Orgullo de barrio
Los que hemos experimentado la dicha y el orgullo de pertenecer y vivir en barrios caraqueños, sabemos del privilegio humano que ello comporta. En una sociedad huérfana, más que menesterosa como la nuestra, el barrio constituye la célula fundamental de la sociedad y no así la familia, que en general, ha fallado. Ha prevalecido un error fatídico en la estructuración conceptual de la sociedad venezolana al partir de la premisa falsa de que la institución básica era la familia. En ausencia de realidad familiar, la barriada representa el vínculo afectivo crucial de nuestras existencias. Allí aprendimos lo verdaderamente significativo y sagrado para guiarnos en la vida. Mitos y símbolos. Lealtad y ritmo.
Eso que llaman “socialización” vendría después, si se podía. El colegio, la institucionalidad, sensibilizan con otros valores, no siempre en concordancia con los primeros, la receptiva esponja creativa que somos. No sé si su estigmatización ha sido culpa de los políticos, de las iglesias y de las ciencias sociales o de todos a la vez, quienes al vincularlo a la noción de pobreza, despertaron un interés perverso. Barrio ha sido, es, igual a territorio por colonizar, donde había, hay, almas descarriadas por evangelizar, votos probables por cautivar u “objeto de investigación en curso”. Entonces se creó el laboratorio donde se estudia, como invalida especie en no-extinción, una de las realidades más sólidas del país.
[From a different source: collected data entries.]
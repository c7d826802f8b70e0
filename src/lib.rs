//! # xmltrip
//!
//! A lossless XML round-trip engine. A document is parsed into a mutable
//! tree that remembers how every piece of it was written: attribute order,
//! quote characters, whitespace inside tags, entity references, CDATA
//! sections, comments, the XML declaration and DOCTYPE. Serializing an
//! unmodified tree returns the input byte for byte; after edits, only the
//! nodes that changed are regenerated, and new content picks up the
//! indentation and quoting style of its surroundings.
//!
//! ## Quick Start
//!
//! ```
//! use xmltrip::Document;
//!
//! let input = "<project>\n    <dependency scope='test'/>\n</project>";
//! let mut doc = Document::parse_str(input).unwrap();
//! assert_eq!(doc.to_xml(), input);
//!
//! let root = doc.root_element().unwrap();
//! let dep = doc.child_element(root, "dependency").unwrap();
//! doc.set_attribute(dep, "optional", "true").unwrap();
//! assert_eq!(
//!     doc.to_xml(),
//!     "<project>\n    <dependency scope='test' optional='true'/>\n</project>"
//! );
//! ```

pub mod config;
pub mod encoding;
pub mod error;
pub mod format;
pub mod parser;
pub mod serial;
pub mod tree;

// Re-export primary types at the crate root for convenience.
pub use config::{Config, EmptyElementStyle};
pub use error::{ParseError, SerializeError, SourceLocation, TreeError};
pub use parser::{parse_bytes, parse_str};
pub use tree::{Attribute, Document, NodeId, NodeKind, QuoteStyle};
//! Node type definitions.
//!
//! `NodeKind` is the closed set of node kinds a round-trip tree can hold.
//! Each variant wraps a payload struct that keeps both the decoded value and,
//! where the parser captured one, the literal source text used for
//! byte-exact replay.

use indexmap::IndexMap;

use super::Attribute;

/// The kind of an XML node and its associated data.
///
/// Navigation links (parent, children, siblings) and the shared formatting
/// state live in [`NodeData`](super::NodeData), not here.
#[derive(Debug, Clone, PartialEq, Eq)]
pub enum NodeKind {
    /// The document node. There is exactly one per `Document`.
    Document,
    /// An element, e.g. `<dependency scope="test">`.
    Element(Element),
    /// Character data or a CDATA section.
    Text(Text),
    /// A comment, e.g. `<!-- note -->`.
    Comment(Comment),
    /// A processing instruction, e.g. `<?xml-stylesheet href="a.xsl"?>`.
    ProcessingInstruction(ProcessingInstruction),
}

impl NodeKind {
    /// Returns `true` for kinds that own an ordered child sequence.
    #[must_use]
    pub fn is_container(&self) -> bool {
        matches!(self, Self::Document | Self::Element(_))
    }

    /// Short lowercase name of the kind, used in log output.
    #[must_use]
    pub fn label(&self) -> &'static str {
        match self {
            Self::Document => "document",
            Self::Element(_) => "element",
            Self::Text(t) if t.cdata => "cdata",
            Self::Text(_) => "text",
            Self::Comment(_) => "comment",
            Self::ProcessingInstruction(_) => "processing-instruction",
        }
    }
}

/// Element payload.
#[derive(Debug, Clone, PartialEq, Eq, Default)]
pub struct Element {
    /// Qualified name as written (`project`, `xsl:template`).
    pub name: String,
    /// Attributes keyed by name, in source order.
    pub attributes: IndexMap<String, Attribute>,
    /// Written as `<name/>` with no separate close tag.
    pub self_closing: bool,
    /// Whitespace inside the open tag just before `>` or `/>`.
    pub open_tag_whitespace: String,
    /// Whitespace inside the close tag between `</` and the name.
    pub close_tag_whitespace: String,
    /// Whitespace immediately before the close tag of an element that has
    /// no child nodes, as in `<a>  </a>`.
    pub inner_whitespace: String,
    /// The literal open tag, from `<` through `>`.
    pub original_open_tag: Option<String>,
    /// The literal close tag. Empty for an element left open at end of input.
    pub original_close_tag: Option<String>,
    /// While empty, written in the configured
    /// [`EmptyElementStyle`](crate::config::EmptyElementStyle) instead of by
    /// `self_closing`. Set on created elements until their form is chosen
    /// explicitly.
    pub follows_empty_style: bool,
}

impl Element {
    /// Creates an element with no attributes or captured formatting.
    pub fn new(name: impl Into<String>) -> Self {
        Self {
            name: name.into(),
            ..Self::default()
        }
    }

    /// Returns the decoded value of an attribute.
    #[must_use]
    pub fn attribute(&self, name: &str) -> Option<&str> {
        self.attributes.get(name).map(|a| a.value.as_str())
    }

    /// Drops the fast-path cache so the next serialization renders the tag.
    pub(crate) fn forget_literals(&mut self) {
        self.original_open_tag = None;
        self.original_close_tag = None;
    }
}

/// Text payload. Covers both plain character data and CDATA sections.
#[derive(Debug, Clone, PartialEq, Eq, Default)]
pub struct Text {
    /// Decoded content. For CDATA this is the verbatim section body.
    pub content: String,
    /// The literal source text with entity references intact.
    pub raw: Option<String>,
    /// Emitted as `<![CDATA[...]]>` and never escaped.
    pub cdata: bool,
    /// Kept in pretty mode even when whitespace-only.
    pub preserve_whitespace: bool,
}

impl Text {
    /// Creates a plain text payload.
    pub fn new(content: impl Into<String>) -> Self {
        Self {
            content: content.into(),
            ..Self::default()
        }
    }

    /// Creates a CDATA section payload.
    pub fn cdata(content: impl Into<String>) -> Self {
        Self {
            content: content.into(),
            cdata: true,
            ..Self::default()
        }
    }

    /// Returns `true` if the content is empty or consists only of whitespace.
    #[must_use]
    pub fn is_whitespace_only(&self) -> bool {
        self.content.chars().all(char::is_whitespace)
    }
}

/// Comment payload, without the `<!--` and `-->` delimiters.
#[derive(Debug, Clone, PartialEq, Eq, Default)]
pub struct Comment {
    /// The comment body.
    pub content: String,
}

impl Comment {
    /// Creates a comment payload.
    pub fn new(content: impl Into<String>) -> Self {
        Self {
            content: content.into(),
        }
    }
}

/// Processing-instruction payload.
#[derive(Debug, Clone, PartialEq, Eq, Default)]
pub struct ProcessingInstruction {
    /// The PI target, e.g. `xml-stylesheet`.
    pub target: String,
    /// Everything after the first whitespace run following the target,
    /// with surrounding whitespace trimmed.
    pub data: String,
    /// The full literal, from `<?` through `?>`.
    pub raw: Option<String>,
}

impl ProcessingInstruction {
    /// Creates a processing-instruction payload.
    pub fn new(target: impl Into<String>, data: impl Into<String>) -> Self {
        Self {
            target: target.into(),
            data: data.into(),
            raw: None,
        }
    }

    /// Splits a full `<?target data?>` literal into a payload that keeps the
    /// literal for replay.
    pub(crate) fn from_literal(literal: &str) -> Self {
        let body = literal
            .strip_prefix("<?")
            .and_then(|s| s.strip_suffix("?>"))
            .unwrap_or(literal);
        let (target, data) = match body.find(char::is_whitespace) {
            Some(i) => (&body[..i], body[i..].trim()),
            None => (body, ""),
        };
        Self {
            target: target.to_string(),
            data: data.to_string(),
            raw: Some(literal.to_string()),
        }
    }
}

#[cfg(test)]
mod tests {
    use super::*;
    use pretty_assertions::assert_eq;

    #[test]
    fn test_pi_from_literal_splits_on_first_whitespace() {
        let pi = ProcessingInstruction::from_literal("<?xml-stylesheet  type=\"text/xsl\" href=\"a.xsl\" ?>");
        assert_eq!(pi.target, "xml-stylesheet");
        assert_eq!(pi.data, "type=\"text/xsl\" href=\"a.xsl\"");
        assert_eq!(
            pi.raw.as_deref(),
            Some("<?xml-stylesheet  type=\"text/xsl\" href=\"a.xsl\" ?>")
        );
    }

    #[test]
    fn test_pi_from_literal_without_data() {
        let pi = ProcessingInstruction::from_literal("<?marker?>");
        assert_eq!(pi.target, "marker");
        assert_eq!(pi.data, "");
    }

    #[test]
    fn test_text_whitespace_only() {
        assert!(Text::new("\n    ").is_whitespace_only());
        assert!(Text::new("").is_whitespace_only());
        assert!(!Text::new(" x ").is_whitespace_only());
        assert!(Text::cdata("  ").cdata);
    }

    #[test]
    fn test_kind_labels() {
        assert_eq!(NodeKind::Text(Text::cdata("x")).label(), "cdata");
        assert_eq!(NodeKind::Element(Element::new("a")).label(), "element");
        assert!(NodeKind::Document.is_container());
        assert!(!NodeKind::Comment(Comment::new("c")).is_container());
    }

    #[test]
    fn test_element_attribute_lookup() {
        let mut el = Element::new("dep");
        el.attributes
            .insert("scope".to_string(), Attribute::new("scope", "test"));
        assert_eq!(el.attribute("scope"), Some("test"));
        assert_eq!(el.attribute("missing"), None);
    }
}
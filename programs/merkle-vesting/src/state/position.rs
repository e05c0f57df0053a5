use anchor_lang::prelude::*;

use crate::error::VestingError;

/// Ownership record of one transferable position.
/// Seeds: [b"position", config.key(), index.to_le_bytes()]
#[account]
#[derive(Default, Debug)]
pub struct Position {
    pub index: u64,
    /// Current holder; receives every future settlement.
    pub holder: Pubkey,
    pub bump: u8,
}

impl Position {
    pub const SIZE: usize =
        8 +  // index
        32 + // holder
        1; // bump

    pub fn mint(&mut self, index: u64, holder: Pubkey) {
        self.index = index;
        self.holder = holder;
    }

    pub fn exists(&self) -> bool {
        self.holder != Pubkey::default()
    }

    pub fn owner_of(&self) -> std::result::Result<Pubkey, VestingError> {
        if !self.exists() {
            return Err(VestingError::PositionNotActivated);
        }
        Ok(self.holder)
    }

    /// Plain ownership change with no settlement; only reachable through
    /// `transfer_with_settlement`.
    pub(crate) fn base_transfer(
        &mut self,
        from: Pubkey,
        to: Pubkey,
    ) -> std::result::Result<(), VestingError> {
        if self.owner_of()? != from {
            return Err(VestingError::NotPositionHolder);
        }
        if to == Pubkey::default() {
            return Err(VestingError::InvalidPubkey);
        }
        self.holder = to;
        Ok(())
    }
}
use anchor_lang::prelude::*;

use crate::constants::{ALLOCATION_SEED, POSITION_SEED, VESTING_CONFIG_SEED};
use crate::state::{Allocation, Position, VestingConfig, VestingSchedule};

/// Diagnostic view of one position. Never settles.
pub(crate) fn inspect_position(ctx: Context<InspectPosition>, index: u64) -> Result<PositionSnapshot> {
    let now = Clock::get()?.unix_timestamp;
    let schedule = ctx.accounts.config.schedule();

    let snapshot = snapshot(
        index,
        &ctx.accounts.allocation,
        &ctx.accounts.position,
        &schedule,
        now,
    )?;

    emit!(PositionInspected {
        index,
        holder: snapshot.holder,
        share: snapshot.share,
        elapsed_since_last_claim: snapshot.elapsed_since_last_claim,
        claimable_amount: snapshot.claimable_amount,
        activated_at: snapshot.activated_at,
    });

    Ok(snapshot)
}

pub(crate) fn snapshot(
    index: u64,
    allocation: &Allocation,
    position: &Position,
    schedule: &VestingSchedule,
    now_ts: i64,
) -> Result<PositionSnapshot> {
    Ok(PositionSnapshot {
        index,
        holder: position.owner_of()?,
        share: allocation.share,
        elapsed_since_last_claim: allocation.elapsed_since_last_claim(now_ts),
        claimable_amount: allocation.claimable_amount(now_ts, schedule)?,
        total_paid: allocation.total_paid,
        activated_at: allocation.activated_at,
    })
}

#[derive(AnchorSerialize, AnchorDeserialize, Clone, Copy, Debug, PartialEq, Eq)]
pub struct PositionSnapshot {
    pub index: u64,
    pub holder: Pubkey,
    pub share: u64,
    pub elapsed_since_last_claim: i64,
    pub claimable_amount: u64,
    pub total_paid: u64,
    /// Raw clock at activation (may lie past the horizon).
    pub activated_at: i64,
}

#[derive(Accounts)]
#[instruction(index: u64)]
pub struct InspectPosition<'info> {
    #[account(seeds = [VESTING_CONFIG_SEED], bump = config.bump)]
    pub config: Account<'info, VestingConfig>,

    #[account(
        seeds = [ALLOCATION_SEED, config.key().as_ref(), &index.to_le_bytes()],
        bump = allocation.bump
    )]
    pub allocation: Account<'info, Allocation>,

    #[account(
        seeds = [POSITION_SEED, config.key().as_ref(), &index.to_le_bytes()],
        bump = position.bump
    )]
    pub position: Account<'info, Position>,
}

#[event]
pub struct PositionInspected {
    pub index: u64,
    pub holder: Pubkey,
    pub share: u64,
    pub elapsed_since_last_claim: i64,
    pub claimable_amount: u64,
    pub activated_at: i64,
}
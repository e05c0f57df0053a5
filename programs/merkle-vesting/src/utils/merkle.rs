//! Sorted-pair Merkle membership proofs over BLAKE3.
//!
//! - node = BLAKE3(min(a, b) || max(a, b)), ordering is lexicographic on the
//!   32 raw bytes (i.e. numeric big-endian)
//! - leaf = BLAKE3(index LE u64 || account || share LE u64), fixed 48 bytes
//! - an empty proof verifies iff leaf == root

use anchor_lang::prelude::*;
use bytemuck::{Pod, Zeroable};

pub type Hash = [u8; 32];

/// One committed `(index, account, share)` triple.
#[derive(Clone, Copy, Debug, PartialEq, Eq)]
pub struct BeneficiaryLeaf {
    pub index: u64,
    pub account: Pubkey,
    pub share: u64,
}

/// Fixed-width leaf preimage; every field has its own byte range.
#[derive(Clone, Copy, Pod, Zeroable)]
#[repr(C)]
struct LeafPreimage {
    index: [u8; 8],
    account: [u8; 32],
    share: [u8; 8],
}

impl BeneficiaryLeaf {
    pub fn hash(&self) -> Hash {
        let preimage = LeafPreimage {
            index: self.index.to_le_bytes(),
            account: self.account.to_bytes(),
            share: self.share.to_le_bytes(),
        };
        *blake3::hash(bytemuck::bytes_of(&preimage)).as_bytes()
    }
}

pub fn hash_pair(a: &Hash, b: &Hash) -> Hash {
    let (lo, hi) = if a <= b { (a, b) } else { (b, a) };
    let mut hasher = blake3::Hasher::new();
    hasher.update(lo);
    hasher.update(hi);
    *hasher.finalize().as_bytes()
}

pub fn verify(proof: &[Hash], root: &Hash, leaf: &Hash) -> bool {
    let computed = proof
        .iter()
        .fold(*leaf, |acc, sibling| hash_pair(&acc, sibling));
    computed == *root
}
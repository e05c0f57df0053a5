use anchor_lang::prelude::*;

/// Custom error codes for the merkle vesting program.
#[error_code]
pub enum VestingError {
    #[msg("Merkle proof does not match the committed root")]
    InvalidProof,

    #[msg("Reward transfer to the position holder failed")]
    TransferFailed,

    #[msg("Invalid configuration (vesting duration must be > 0)")]
    InvalidConfiguration,

    #[msg("Position has not been activated")]
    PositionNotActivated,

    #[msg("Signer is not the current position holder")]
    NotPositionHolder,

    #[msg("Invalid public key")]
    InvalidPubkey,

    #[msg("Invalid amount (must be > 0)")]
    InvalidAmount,

    #[msg("Invalid token mint")]
    InvalidTokenMint,

    #[msg("Invalid token account for position holder")]
    InvalidTokenAccount,

    #[msg("Invalid timestamp")]
    InvalidTimestamp,

    #[msg("Math overflow")]
    MathOverflow,
}
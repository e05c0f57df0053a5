use anchor_lang::prelude::*;

use crate::error::VestingError;

/// Singleton configuration PDA, written once by `initialize_vesting`.
#[account]
#[derive(Default, Debug)]
pub struct VestingConfig {
    /// Commitment over every `(index, account, share)` triple.
    pub merkle_root: [u8; 32],
    /// Vesting horizon length in seconds (> 0).
    pub total_vesting_duration: i64,
    /// Clock at construction (Unix seconds).
    pub vesting_start_time: i64,
    /// start + duration; independent of when positions activate.
    pub vesting_end_time: i64,
    /// Reward token mint.
    pub reward_mint: Pubkey,
    /// Reward pool token account (PDA, authority = this config).
    pub vault: Pubkey,
    /// Number of positions activated so far.
    pub activated_positions: u64,
    /// Sum of every settled amount.
    pub total_settled: u64,
    pub bump: u8,
    pub vault_bump: u8,
}

impl VestingConfig {
    pub const SIZE: usize =
        32 + // merkle_root
        8 +  // total_vesting_duration
        8 +  // vesting_start_time
        8 +  // vesting_end_time
        32 + // reward_mint
        32 + // vault
        8 +  // activated_positions
        8 +  // total_settled
        1 +  // bump
        1;   // vault_bump

    pub fn schedule(&self) -> VestingSchedule {
        VestingSchedule {
            total_vesting_duration: self.total_vesting_duration,
            vesting_end_time: self.vesting_end_time,
        }
    }
}

/// The two timing fields accrual depends on.
#[derive(Clone, Copy, Debug, PartialEq, Eq)]
pub struct VestingSchedule {
    pub total_vesting_duration: i64,
    pub vesting_end_time: i64,
}

impl VestingSchedule {
    pub fn new(start_ts: i64, total_vesting_duration: i64) -> std::result::Result<Self, VestingError> {
        if total_vesting_duration <= 0 {
            return Err(VestingError::InvalidConfiguration);
        }
        let vesting_end_time = start_ts
            .checked_add(total_vesting_duration)
            .ok_or(VestingError::MathOverflow)?;
        Ok(Self {
            total_vesting_duration,
            vesting_end_time,
        })
    }

    pub fn effective_time(&self, now_ts: i64) -> i64 {
        now_ts.min(self.vesting_end_time)
    }
}

#[cfg(test)]
mod tests {
    use super::*;

    #[test]
    fn rejects_non_positive_duration() {
        assert!(matches!(
            VestingSchedule::new(10, 0),
            Err(VestingError::InvalidConfiguration)
        ));
        assert!(matches!(
            VestingSchedule::new(10, -5),
            Err(VestingError::InvalidConfiguration)
        ));
    }

    #[test]
    fn end_time_is_start_plus_duration() {
        let s = VestingSchedule::new(1_000, 250).unwrap();
        assert_eq!(s.vesting_end_time, 1_250);
        assert_eq!(s.effective_time(1_100), 1_100);
        assert_eq!(s.effective_time(9_999), 1_250);
    }

    #[test]
    fn end_time_overflow_is_reported() {
        assert!(matches!(
            VestingSchedule::new(i64::MAX, 1),
            Err(VestingError::MathOverflow)
        ));
    }
}
use anchor_lang::prelude::*;
use anchor_spl::token::{Mint, Token, TokenAccount};

use crate::constants::{VAULT_SEED, VESTING_CONFIG_SEED};
use crate::state::{VestingConfig, VestingSchedule};

pub(crate) fn initialize_vesting(
    ctx: Context<InitializeVesting>,
    merkle_root: [u8; 32],
    total_vesting_duration: i64,
) -> Result<()> {
    let now = Clock::get()?.unix_timestamp;
    let schedule = VestingSchedule::new(now, total_vesting_duration)?;

    let config = &mut ctx.accounts.config;
    config.merkle_root = merkle_root;
    config.total_vesting_duration = schedule.total_vesting_duration;
    config.vesting_start_time = now;
    config.vesting_end_time = schedule.vesting_end_time;
    config.reward_mint = ctx.accounts.reward_mint.key();
    config.vault = ctx.accounts.vault.key();
    config.activated_positions = 0;
    config.total_settled = 0;
    config.bump = ctx.bumps.config;
    config.vault_bump = ctx.bumps.vault;

    msg!(
        "vesting initialized: duration={} end={}",
        config.total_vesting_duration,
        config.vesting_end_time
    );

    emit!(VestingInitialized {
        merkle_root,
        reward_mint: config.reward_mint,
        vault: config.vault,
        vesting_start_time: now,
        vesting_end_time: config.vesting_end_time,
        total_vesting_duration: config.total_vesting_duration,
    });

    Ok(())
}

#[derive(Accounts)]
pub struct InitializeVesting<'info> {
    #[account(
        init,
        payer = payer,
        space = 8 + VestingConfig::SIZE,
        seeds = [VESTING_CONFIG_SEED],
        bump
    )]
    pub config: Account<'info, VestingConfig>,

    #[account(
        init,
        payer = payer,
        token::mint = reward_mint,
        token::authority = config,
        seeds = [VAULT_SEED, config.key().as_ref()],
        bump
    )]
    pub vault: Account<'info, TokenAccount>,

    pub reward_mint: Account<'info, Mint>,

    #[account(mut)]
    pub payer: Signer<'info>,

    pub token_program: Program<'info, Token>,
    pub system_program: Program<'info, System>,
    pub rent: Sysvar<'info, Rent>,
}

#[event]
pub struct VestingInitialized {
    pub merkle_root: [u8; 32],
    pub reward_mint: Pubkey,
    pub vault: Pubkey,
    pub vesting_start_time: i64,
    pub vesting_end_time: i64,
    pub total_vesting_duration: i64,
}
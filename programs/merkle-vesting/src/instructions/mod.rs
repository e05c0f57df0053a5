pub mod claim;
pub mod fund_pool;
pub mod get_claimable_amount;
pub mod initialize_vesting;
pub mod inspect_position;
pub mod settle_position;
pub mod transfer_position;

// Handlers are crate-visible only and called by path from `lib.rs`; the globs
// publish account contexts, events, return types and the client modules that
// `#[program]` resolves from the crate root.
pub use claim::*;
pub use fund_pool::*;
pub use get_claimable_amount::*;
pub use initialize_vesting::*;
pub use inspect_position::*;
pub use settle_position::*;
pub use transfer_position::*;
Así, el barrio es clase aparte. No por el concepto de “desigualdad social” que le han endilgado sino al revés. Contradictorio y espléndido es ese ser colectivo que vive en las entrañas del parto social, que a diferencia del biológico, dura toda la vida. Rancho es distinto. Es inhumano. El barrio es uno, y múltiple. Democracia, fiesta, rebeldía y velorio. A veces aparece la jauría, pero la comunidad gana y perdona. O castiga con sus leyes. A pesar de su estrechez y mengua, le han sacado el jugo a la vida. Multicultural, multiétnico, le sobran las puertas de entrada. Hasta los policías viven allí. Distinto y distinguido se sabe de dónde se viene por el tumbao, que es más que una cédula de identidad. Es una marca.
A todas estas, las Misiones como “Barrio Adentro” participan en ese juego. Políticos, iglesias, científicos sociales, y más aún, han alborotado el supuesto frankenstein de la familia en el que invierten demagogia. Y no es porque no existan necesidades, desatención, violencia, peligro, crimen, droga, orfandad, hambre y hasta buenas intenciones, sino porque esa curita no convence. Paño caliente no sana. No va a la raíz del problema, no es solución correcta surgida de su seno sino impuesta desde afuera como la “Carta Social”, como las invasiones, y eso es lo que hay que cambiar. Esa sí sería una verdadera revolución con la que estaríamos plenamente de acuerdo. Democracia desde adentro, no desde afuera, no desde el gobierno ni desde los partidos, sino desde las comunidades. Construcción de un sistema soberano de vida que no persiga, como el de ahora, perpetuar las condiciones reales de existencia porque si se les sana el enfermo se les acaba el poder. Esa es la clave. Cambiar ese esquema y convertirlo en opción política nacional. Porque de barro somos todos.